▶ [Task to carry out]: Quote verbatim the span of lines that begins the listing below and closes with the line containing "height is non-zero.".

▶ [Supplied material]:
use crate::model::ids::UserId;

//
// ─── USER ─────────────────────────────────────────────────────────────────────
//

/// The signed-in account.
#[derive(Debug, Clone, PartialEq, Eq)]
pub struct User {
    id: UserId,
    email: String,
    display_name: String,
}

impl User {
    #[must_use]
    pub fn new(id: UserId, email: impl Into<String>, display_name: impl Into<String>) -> Self {
        Self {
            id,
            email: email.into(),
            display_name: display_name.into(),
        }
    }

    #[must_use]
    pub fn id(&self) -> UserId {
        self.id
    }

    #[must_use]
    pub fn email(&self) -> &str {
        &self.email
    }

    /// Name shown in the shell's greeting and account screens.
    #[must_use]
    pub fn display_name(&self) -> &str {
        &self.display_name
    }
}

//
// ─── PROFILE ──────────────────────────────────────────────────────────────────
//

/// Body measurements attached to an account.
///
/// Every measurement is optional; users fill the profile in at their own
/// pace and derived figures simply stay unavailable until they do.
#[derive(Debug, Clone, PartialEq)]
pub struct UserProfile {
    user_id: UserId,
    full_name: String,
    birth_year: Option<i32>,
    height_cm: Option<u32>,
    weight_kg: Option<f32>,
}

impl UserProfile {
    #[must_use]
    pub fn new(
        user_id: UserId,
        full_name: impl Into<String>,
        birth_year: Option<i32>,
        height_cm: Option<u32>,
        weight_kg: Option<f32>,
    ) -> Self {
        Self {
            user_id,
            full_name: full_name.into(),
            birth_year,
            height_cm,
            weight_kg,
        }
    }

    #[must_use]
    pub fn user_id(&self) -> UserId {
        self.user_id
    }

    #[must_use]
    pub fn full_name(&self) -> &str {
        &self.full_name
    }

    #[must_use]
    pub fn birth_year(&self) -> Option<i32> {
        self.birth_year
    }

    #[must_use]
    pub fn height_cm(&self) -> Option<u32> {
        self.height_cm
    }

    #[must_use]
    pub fn weight_kg(&self) -> Option<f32> {
        self.weight_kg
    }

    /// Body mass index from the recorded measurements.
    ///
    /// Available only when both height and weight are present and the
    /// height is non-zero.
    #[must_use]
    pub fn bmi(&self) -> Option<f32> {
        let height_cm = self.height_cm.filter(|cm| *cm > 0)?;
        let weight_kg = self.weight_kg?;
        let height_m = height_cm as f32 / 100.0;
        Some(weight_kg / (height_m * height_m))
    }
}

//
// ─── TESTS ─────────────────────────────────────────────────────────────────────
//

#[cfg(test)]
mod tests {
    use super::*;

    #[test]
    fn bmi_uses_height_and_weight() {
        let profile = UserProfile::new(UserId::new(1), "Avery Quinn", Some(1992), Some(180), Some(81.0));
        let bmi = profile.bmi().unwrap();
        assert!((bmi - 25.0).abs() < 0.01);
    }

    #[test]
    fn bmi_is_unavailable_without_measurements() {
        let no_weight = UserProfile::new(UserId::new(1), "Avery Quinn", None, Some(180), None);
        assert!(no_weight.bmi().is_none());

        let zero_height = UserProfile::new(UserId::new(1), "Avery Quinn", None, Some(0), Some(70.0));
        assert!(zero_height.bmi().is_none());
    }

    #[test]
    fn user_creation_works() {
        let user = User::new(UserId::new(42), "avery@example.com", "Avery");
        assert_eq!(user.id(), UserId::new(42));
        assert_eq!(user.email(), "avery@example.com");
        assert_eq!(user.display_name(), "Avery");
    }
}
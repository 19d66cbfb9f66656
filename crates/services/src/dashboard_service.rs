//! One-call load of everything the home screen shows.

use std::sync::Arc;

use backend::{AccountGateway, ProblemGateway, ProgressGateway};
use chrono::{DateTime, Utc};
use posture_core::Clock;
use posture_core::model::{PostureProblem, Prize, ProgressRecord, User, UserProfile};
use tracing::debug;

use crate::error::DashboardError;

/// Snapshot of the signed-in user's state across the backend.
#[derive(Debug, Clone)]
pub struct Dashboard {
    pub user: User,
    pub profile: UserProfile,
    pub problems: Vec<PostureProblem>,
    pub records: Vec<ProgressRecord>,
    pub prizes: Vec<Prize>,
    pub loaded_at: DateTime<Utc>,
}

impl Dashboard {
    /// Completion across every progress record, as a clamped percentage.
    ///
    /// Pools completed and total counts before dividing, so larger
    /// programs weigh more than short ones. No records reads as 0.
    #[must_use]
    pub fn overall_percent(&self) -> u8 {
        let total: u64 = self.records.iter().map(|r| u64::from(r.total())).sum();
        if total == 0 {
            return 0;
        }
        let completed: u64 = self.records.iter().map(|r| u64::from(r.completed())).sum();
        u8::try_from((completed * 100 / total).min(100)).unwrap_or(100)
    }
}

/// Loads the dashboard from the account, problem, and progress gateways.
#[derive(Clone)]
pub struct DashboardService {
    accounts: Arc<dyn AccountGateway>,
    problems: Arc<dyn ProblemGateway>,
    progress: Arc<dyn ProgressGateway>,
    clock: Clock,
}

impl DashboardService {
    #[must_use]
    pub fn new(
        accounts: Arc<dyn AccountGateway>,
        problems: Arc<dyn ProblemGateway>,
        progress: Arc<dyn ProgressGateway>,
        clock: Clock,
    ) -> Self {
        Self {
            accounts,
            problems,
            progress,
            clock,
        }
    }

    /// Fetches the current user, then their dependent resources
    /// concurrently.
    ///
    /// # Errors
    ///
    /// Returns [`DashboardError::Api`] when any of the fetches fails; the
    /// first failure wins and the rest are cancelled.
    pub async fn load(&self) -> Result<Dashboard, DashboardError> {
        let user = self.accounts.current_user().await?;
        debug!("loading dashboard for user {}", user.id());

        let (profile, problems, records, prizes) = tokio::try_join!(
            self.accounts.profile(user.id()),
            self.problems.problems_for(user.id()),
            self.progress.records_for(user.id()),
            self.accounts.prizes(user.id()),
        )?;

        Ok(Dashboard {
            user,
            profile,
            problems,
            records,
            prizes,
            loaded_at: self.clock.now(),
        })
    }
}
use async_trait::async_trait;
use posture_core::model::{Exercise, PostureProblem, ProblemId, UserId};

use crate::gateway::{ApiError, ProblemGateway};
use crate::rest::RestBackend;
use crate::rest::dto::{ExerciseDto, ProblemDto};

#[async_trait]
impl ProblemGateway for RestBackend {
    async fn problems_for(&self, user: UserId) -> Result<Vec<PostureProblem>, ApiError> {
        let dtos: Vec<ProblemDto> = self
            .get_json(&format!("users/{}/problems", user.value()))
            .await?;
        dtos.into_iter().map(ProblemDto::into_domain).collect()
    }

    async fn exercises_for(&self, problem: ProblemId) -> Result<Vec<Exercise>, ApiError> {
        let dtos: Vec<ExerciseDto> = self
            .get_json(&format!("problems/{}/exercises", problem.value()))
            .await?;
        let mut exercises = dtos
            .into_iter()
            .map(ExerciseDto::into_domain)
            .collect::<Result<Vec<_>, _>>()?;

        // The wire order is not guaranteed; the position field is.
        exercises.sort_by_key(Exercise::position);
        Ok(exercises)
    }
}
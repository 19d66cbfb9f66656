use chrono::{DateTime, Duration, Utc};

/// One-shot countdown over wall-clock instants.
///
/// A countdown is pure arithmetic: it records the instant it was started
/// and answers every question against a caller-supplied `now`, so the same
/// timer can be driven by the system clock in production and by fixed
/// instants in tests. There is no reset; restarting a phase means
/// constructing a fresh `Countdown`.
///
/// Pausing freezes the remaining time exactly. While paused, observations
/// are evaluated at the pause instant, and the span spent paused is added
/// to an accumulator on resume so it never counts as elapsed time.
///
/// # Examples
///
/// ```
/// # use posture_core::Countdown;
/// # use posture_core::time::fixed_now;
/// # use chrono::Duration;
/// let start = fixed_now();
/// let timer = Countdown::start(15, start);
///
/// assert_eq!(timer.remaining_seconds(start), 15);
/// assert!(!timer.is_complete(start + Duration::seconds(14)));
/// assert!(timer.is_complete(start + Duration::seconds(15)));
/// ```
#[derive(Debug, Clone, PartialEq, Eq)]
pub struct Countdown {
    duration: Duration,
    started_at: DateTime<Utc>,
    paused_at: Option<DateTime<Utc>>,
    paused_total: Duration,
}

impl Countdown {
    /// Starts a countdown of `secs` seconds at `now`.
    ///
    /// A non-positive duration clamps to zero, so the countdown reads
    /// complete from its very first observation.
    #[must_use]
    pub fn start(secs: i64, now: DateTime<Utc>) -> Self {
        Self {
            duration: Duration::seconds(secs.max(0)),
            started_at: now,
            paused_at: None,
            paused_total: Duration::zero(),
        }
    }

    /// Running time observed so far, excluding paused spans.
    fn elapsed(&self, now: DateTime<Utc>) -> Duration {
        let observed = self.paused_at.unwrap_or(now);
        (observed - self.started_at - self.paused_total).max(Duration::zero())
    }

    /// Time left on the countdown, clamped at zero.
    ///
    /// Observations with `now` earlier than the start instant clamp the
    /// other way and read as the full duration.
    #[must_use]
    pub fn remaining(&self, now: DateTime<Utc>) -> Duration {
        (self.duration - self.elapsed(now)).max(Duration::zero())
    }

    /// Whole seconds left, rounded up.
    ///
    /// This is the display value: a fresh 15 second countdown shows 15,
    /// and the value only reaches 0 together with [`Self::is_complete`].
    #[must_use]
    pub fn remaining_seconds(&self, now: DateTime<Utc>) -> u32 {
        // remaining() clamps at zero, so millis is never negative.
        let millis = self.remaining(now).num_milliseconds();
        u32::try_from((millis + 999) / 1000).unwrap_or(u32::MAX)
    }

    /// True once the countdown has reached zero.
    ///
    /// A countdown never un-completes: with no reset, any later `now`
    /// keeps reporting complete.
    #[must_use]
    pub fn is_complete(&self, now: DateTime<Utc>) -> bool {
        self.remaining(now).is_zero()
    }

    /// Freezes the countdown at `now`.
    ///
    /// Pausing an already paused countdown keeps the original pause
    /// instant.
    pub fn pause(&mut self, now: DateTime<Utc>) {
        if self.paused_at.is_none() {
            self.paused_at = Some(now);
        }
    }

    /// Resumes the countdown at `now`, continuing from the exact remaining
    /// time observed when it was paused.
    ///
    /// Resuming a running countdown is a no-op.
    pub fn resume(&mut self, now: DateTime<Utc>) {
        if let Some(paused_at) = self.paused_at.take() {
            self.paused_total += (now - paused_at).max(Duration::zero());
        }
    }

    #[must_use]
    pub fn is_paused(&self) -> bool {
        self.paused_at.is_some()
    }

    /// Instant the countdown will complete, or `None` while paused.
    ///
    /// The deadline moves forward by exactly the paused span every time
    /// the countdown resumes.
    #[must_use]
    pub fn deadline(&self) -> Option<DateTime<Utc>> {
        if self.paused_at.is_some() {
            None
        } else {
            Some(self.started_at + self.paused_total + self.duration)
        }
    }
}

//
// ─── TESTS ─────────────────────────────────────────────────────────────────────
//
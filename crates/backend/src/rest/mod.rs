use std::sync::Arc;

use reqwest::{Client, Response, StatusCode};
use serde::Serialize;
use serde::de::DeserializeOwned;
use tracing::{debug, warn};

use crate::context::ApiContext;
use crate::gateway::{
    AccountGateway, ApiError, Backend, DetectionGateway, ProblemGateway, ProgressGateway,
    TherapistGateway,
};

mod account_api;
mod detection_api;
mod dto;
mod problem_api;
mod progress_api;
mod therapist_api;

/// Every gateway, implemented against the remote REST services.
///
/// One shared `reqwest::Client` serves both base URLs; the bearer token
/// from the [`ApiContext`] is attached to every request.
#[derive(Clone)]
pub struct RestBackend {
    client: Client,
    context: ApiContext,
}

impl RestBackend {
    #[must_use]
    pub fn new(context: ApiContext) -> Self {
        Self {
            client: Client::new(),
            context,
        }
    }

    fn api_url(&self, path: &str) -> String {
        format!("{}/{}", self.context.api_base.trim_end_matches('/'), path)
    }

    fn detect_url(&self, path: &str) -> String {
        format!("{}/{}", self.context.detect_base.trim_end_matches('/'), path)
    }

    pub(crate) async fn get_json<T: DeserializeOwned>(&self, path: &str) -> Result<T, ApiError> {
        let url = self.api_url(path);
        debug!("GET {}", url);
        let response = self
            .client
            .get(&url)
            .bearer_auth(&self.context.token)
            .send()
            .await?;
        decode_json(check_status(response)?).await
    }

    pub(crate) async fn post_json<B, T>(&self, path: &str, body: &B) -> Result<T, ApiError>
    where
        B: Serialize + Sync,
        T: DeserializeOwned,
    {
        let url = self.api_url(path);
        debug!("POST {}", url);
        let response = self
            .client
            .post(&url)
            .bearer_auth(&self.context.token)
            .json(body)
            .send()
            .await?;
        decode_json(check_status(response)?).await
    }

    pub(crate) async fn put_json<B>(&self, path: &str, body: &B) -> Result<(), ApiError>
    where
        B: Serialize + Sync,
    {
        let url = self.api_url(path);
        debug!("PUT {}", url);
        let response = self
            .client
            .put(&url)
            .bearer_auth(&self.context.token)
            .json(body)
            .send()
            .await?;
        check_status(response)?;
        Ok(())
    }

    pub(crate) async fn post_octets<T: DeserializeOwned>(
        &self,
        path: &str,
        body: Vec<u8>,
    ) -> Result<T, ApiError> {
        let url = self.detect_url(path);
        debug!("POST {} ({} bytes)", url, body.len());
        let response = self
            .client
            .post(&url)
            .bearer_auth(&self.context.token)
            .header(reqwest::header::CONTENT_TYPE, "application/octet-stream")
            .body(body)
            .send()
            .await?;
        decode_json(check_status(response)?).await
    }
}

fn check_status(response: Response) -> Result<Response, ApiError> {
    let status = response.status();
    if status.is_success() {
        return Ok(response);
    }
    warn!("{} from {}", status, response.url());
    match status {
        StatusCode::UNAUTHORIZED | StatusCode::FORBIDDEN => Err(ApiError::Unauthorized),
        StatusCode::NOT_FOUND => Err(ApiError::NotFound),
        other => Err(ApiError::Status(other)),
    }
}

async fn decode_json<T: DeserializeOwned>(response: Response) -> Result<T, ApiError> {
    response
        .json()
        .await
        .map_err(|e| ApiError::Decode(e.to_string()))
}

impl Backend {
    /// Build a `Backend` talking to the remote services in `context`.
    #[must_use]
    pub fn rest(context: ApiContext) -> Self {
        let api = RestBackend::new(context);
        let accounts: Arc<dyn AccountGateway> = Arc::new(api.clone());
        let problems: Arc<dyn ProblemGateway> = Arc::new(api.clone());
        let progress: Arc<dyn ProgressGateway> = Arc::new(api.clone());
        let therapists: Arc<dyn TherapistGateway> = Arc::new(api.clone());
        let detection: Arc<dyn DetectionGateway> = Arc::new(api);
        Self {
            accounts,
            problems,
            progress,
            therapists,
            detection,
        }
    }
}

#[cfg(test)]
mod tests {
    use super::*;

    #[test]
    fn backend_is_send_sync() {
        fn assert_send_sync<T: Send + Sync>() {}
        assert_send_sync::<RestBackend>();
    }

    #[test]
    fn base_urls_tolerate_trailing_slashes() {
        let api = RestBackend::new(ApiContext::new(
            "https://api.posturecheck.app/v1/",
            "https://detect.posturecheck.app/",
            "token",
        ));
        assert_eq!(api.api_url("users/me"), "https://api.posturecheck.app/v1/users/me");
        assert_eq!(api.detect_url("detect"), "https://detect.posturecheck.app/detect");
    }
}
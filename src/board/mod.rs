//! Board representation for Gomoku

pub mod grid;


// Re-exports
pub use grid::Grid;

use std::fmt;
use std::str::FromStr;

use serde::{Deserialize, Serialize};

use crate::error::ParsePosError;

/// Default board size (15x15)
pub const DEFAULT_ROWS: usize = 15;
pub const DEFAULT_COLS: usize = 15;

/// Stones in a row needed to win
pub const WIN_LENGTH: usize = 5;

/// State of a single cell
#[derive(Debug, Clone, Copy, PartialEq, Eq, Hash, Default)]
pub enum Stone {
    #[default]
    Empty,
    Black,
    White,
}

impl Stone {
    #[inline]
    pub fn symbol(self) -> char {
        match self {
            Stone::Empty => '.',
            Stone::Black => 'X',
            Stone::White => 'O',
        }
    }
}

/// Stone color a player can be assigned
#[derive(Debug, Clone, Copy, PartialEq, Eq, Hash, Serialize, Deserialize)]
#[serde(rename_all = "lowercase")]
pub enum Color {
    Black,
    White,
}

impl Color {
    #[inline]
    pub fn opponent(self) -> Color {
        match self {
            Color::Black => Color::White,
            Color::White => Color::Black,
        }
    }

    /// Cell state this color leaves on the board
    #[inline]
    pub fn stone(self) -> Stone {
        match self {
            Color::Black => Stone::Black,
            Color::White => Stone::White,
        }
    }
}

impl fmt::Display for Color {
    fn fmt(&self, f: &mut fmt::Formatter<'_>) -> fmt::Result {
        match self {
            Color::Black => write!(f, "black"),
            Color::White => write!(f, "white"),
        }
    }
}

/// Position on the board
#[derive(Debug, Clone, Copy, PartialEq, Eq, Hash)]
pub struct Pos {
    pub row: usize,
    pub col: usize,
}

impl Pos {
    #[inline]
    pub fn new(row: usize, col: usize) -> Self {
        Self { row, col }
    }

    /// Step `dist` cells along `(dr, dc)`; None when that leaves the
    /// non-negative quadrant. Upper bounds are the grid's business.
    #[inline]
    pub fn offset(self, dr: isize, dc: isize, dist: isize) -> Option<Pos> {
        let row = self.row.checked_add_signed(dr * dist)?;
        let col = self.col.checked_add_signed(dc * dist)?;
        Some(Pos { row, col })
    }
}

impl fmt::Display for Pos {
    fn fmt(&self, f: &mut fmt::Formatter<'_>) -> fmt::Result {
        write!(f, "({}, {})", self.row, self.col)
    }
}

impl FromStr for Pos {
    type Err = ParsePosError;

    fn from_str(s: &str) -> Result<Self, Self::Err> {
        let parts: Vec<&str> = s.split(',').map(|s| s.trim()).collect();
        if parts.len() != 2 {
            return Err(ParsePosError::Format(s.to_string()));
        }
        let row = parts[0].parse::<usize>()?;
        let col = parts[1].parse::<usize>()?;
        Ok(Pos::new(row, col))
    }
}
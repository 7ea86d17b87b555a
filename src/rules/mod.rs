//! Game rules for Gomoku
//!
//! Only the win condition lives here; move legality is enforced by the
//! match engine.

pub mod win;

// Re-exports for convenient access
pub use win::{check_anti_diagonal, check_col, check_diagonal, check_row, check_win};
//! Two-player Gomoku match engine
//!
//! Board state and win detection for five-in-a-row on a configurable
//! rectangular grid (15x15 by default):
//! - Players alternate placing stones on empty cells
//! - Five in a row horizontally, vertically or diagonally wins
//! - A won game accepts no more moves until it is restarted
//!
//! # Architecture
//!
//! - [`board`]: cell states, positions and the [`Grid`]
//! - [`rules`]: win detection around the last placed stone
//! - [`engine`]: the [`MatchEngine`] session state machine
//! - [`player`]: player seats and identities
//! - [`config`]: TOML session configuration
//! - [`error`]: error types
//!
//! Rendering and input handling are left to the caller, which talks to the
//! engine only through `place_stone`, `restart`, `cell` and `dimensions`.
//!
//! # Quick Start
//!
//! ```
//! use gomoku::{MatchEngine, Placement, PlayerId, Stone};
//!
//! let mut engine = MatchEngine::default();
//!
//! // Black opens in the centre
//! let result = engine.place_stone(7, 7).unwrap();
//! assert_eq!(result, Placement::Continue { next: PlayerId::Second });
//! assert_eq!(engine.cell(7, 7), Ok(Stone::Black));
//!
//! // Occupied cells are rejected without changing the turn
//! assert!(engine.place_stone(7, 7).is_err());
//! assert_eq!(engine.current_player(), PlayerId::Second);
//! ```

pub mod board;
pub mod config;
pub mod engine;
pub mod error;
pub mod player;
pub mod rules;

// Re-export commonly used types for convenience
pub use board::{Color, Grid, Pos, Stone, DEFAULT_COLS, DEFAULT_ROWS, WIN_LENGTH};
pub use config::{BoardConfig, GameConfig, PlayerConfig};
pub use engine::{MatchEngine, MatchState, Placement};
pub use error::{ConfigError, GridError, MoveError, ParsePosError};
pub use player::{Player, PlayerId};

▶ [Output below]:
use crate::model::ids::UserId;

//
// ─── USER ─────────────────────────────────────────────────────────────────────
//

/// The signed-in account.
#[derive(Debug, Clone, PartialEq, Eq)]
pub struct User {
    id: UserId,
    email: String,
    display_name: String,
}

impl User {
    #[must_use]
    pub fn new(id: UserId, email: impl Into<String>, display_name: impl Into<String>) -> Self {
        Self {
            id,
            email: email.into(),
            display_name: display_name.into(),
        }
    }

    #[must_use]
    pub fn id(&self) -> UserId {
        self.id
    }

    #[must_use]
    pub fn email(&self) -> &str {
        &self.email
    }

    /// Name shown in the shell's greeting and account screens.
    #[must_use]
    pub fn display_name(&self) -> &str {
        &self.display_name
    }
}

//
// ─── PROFILE ──────────────────────────────────────────────────────────────────
//

/// Body measurements attached to an account.
///
/// Every measurement is optional; users fill the profile in at their own
/// pace and derived figures simply stay unavailable until they do.
#[derive(Debug, Clone, PartialEq)]
pub struct UserProfile {
    user_id: UserId,
    full_name: String,
    birth_year: Option<i32>,
    height_cm: Option<u32>,
    weight_kg: Option<f32>,
}

impl UserProfile {
    #[must_use]
    pub fn new(
        user_id: UserId,
        full_name: impl Into<String>,
        birth_year: Option<i32>,
        height_cm: Option<u32>,
        weight_kg: Option<f32>,
    ) -> Self {
        Self {
            user_id,
            full_name: full_name.into(),
            birth_year,
            height_cm,
            weight_kg,
        }
    }

    #[must_use]
    pub fn user_id(&self) -> UserId {
        self.user_id
    }

    #[must_use]
    pub fn full_name(&self) -> &str {
        &self.full_name
    }

    #[must_use]
    pub fn birth_year(&self) -> Option<i32> {
        self.birth_year
    }

    #[must_use]
    pub fn height_cm(&self) -> Option<u32> {
        self.height_cm
    }

    #[must_use]
    pub fn weight_kg(&self) -> Option<f32> {
        self.weight_kg
    }

    /// Body mass index from the recorded measurements.
    ///
    /// Available only when both height and weight are present and the
    /// height is non-zero.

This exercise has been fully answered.